My place. Sunday, 11.20am

I am generally a man of peace.

Like a mountain in a storm, I am an immovable monument to unflappability. Like a smiling Buddha, my belly normally wobbles with phlegmatic drollery, not trembles with rage.

Generally. Most of the time.

But here and now, I am no meditative mountain. I’m a volcano about to blow my top. I am Krakatoa spitting furious fire-chips and ready to let out the biggest bloody sound the world has ever heard. A boom of anguish and vexation.

My war cry will circle the globe seven times, causing birds to take to the sky, crocodiles to the water, and drunks to the bottle. Shops will be closed (despite the post-Xmas sales), churches filled (despite everything), and internet jammed. Politicians will look appropriately grave and have their photos taken with a hard hat on. The army will invade Iraq. (I don’t know why. It’s just what you do.)

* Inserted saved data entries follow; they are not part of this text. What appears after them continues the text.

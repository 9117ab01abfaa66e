//! Multi-symbol time alignment.
//!
//! Given close observations for multiple symbols, align them to a common
//! timeline. Missing closes become NaN (no forward-fill of price data).

use super::DataError;
use crate::domain::{PriceColumn, PriceTable};
use chrono::NaiveDate;
use std::collections::{BTreeSet, HashMap};

/// One symbol's raw `(date, close)` observations, in any order.
pub type CloseSeries = (String, Vec<(NaiveDate, f64)>);

/// Align multiple symbols to a common timeline.
///
/// The date axis is the union of all observed dates. Column order follows the
/// input order. If a symbol reports the same date twice, the later
/// observation wins.
pub fn align_closes(series: Vec<CloseSeries>) -> Result<PriceTable, DataError> {
    let all_dates: BTreeSet<NaiveDate> = series
        .iter()
        .flat_map(|(_, obs)| obs.iter().map(|(date, _)| *date))
        .collect();
    let dates: Vec<NaiveDate> = all_dates.into_iter().collect();

    let columns = series
        .into_iter()
        .map(|(symbol, obs)| {
            let by_date: HashMap<NaiveDate, f64> = obs.into_iter().collect();
            let closes = dates
                .iter()
                .map(|date| by_date.get(date).copied().unwrap_or(f64::NAN))
                .collect();
            PriceColumn::new(symbol, closes)
        })
        .collect();

    PriceTable::new(dates, columns)
}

At this moment, I’m no chuckling Buddha steeped in calm compassion. I’m a deadly serious Nemesis shaking with revenge. (Okay, Nemesis, the Greek god of revenge, was female, and ropable though I be, I’m still a man. I know that. But such is my rage, metaphors are breaching the barriers of gender restriction, turning me into a seething shemale god S of wrath. Yes, this is getting weird, but that’s anger for you…)

Why this fury?

Why has this mild-mannered writer turned into a hateful horseman of the apocalypse?

Why? WHY?

I’ll tell you why in one word – bush turkey. (Alright. Two words.)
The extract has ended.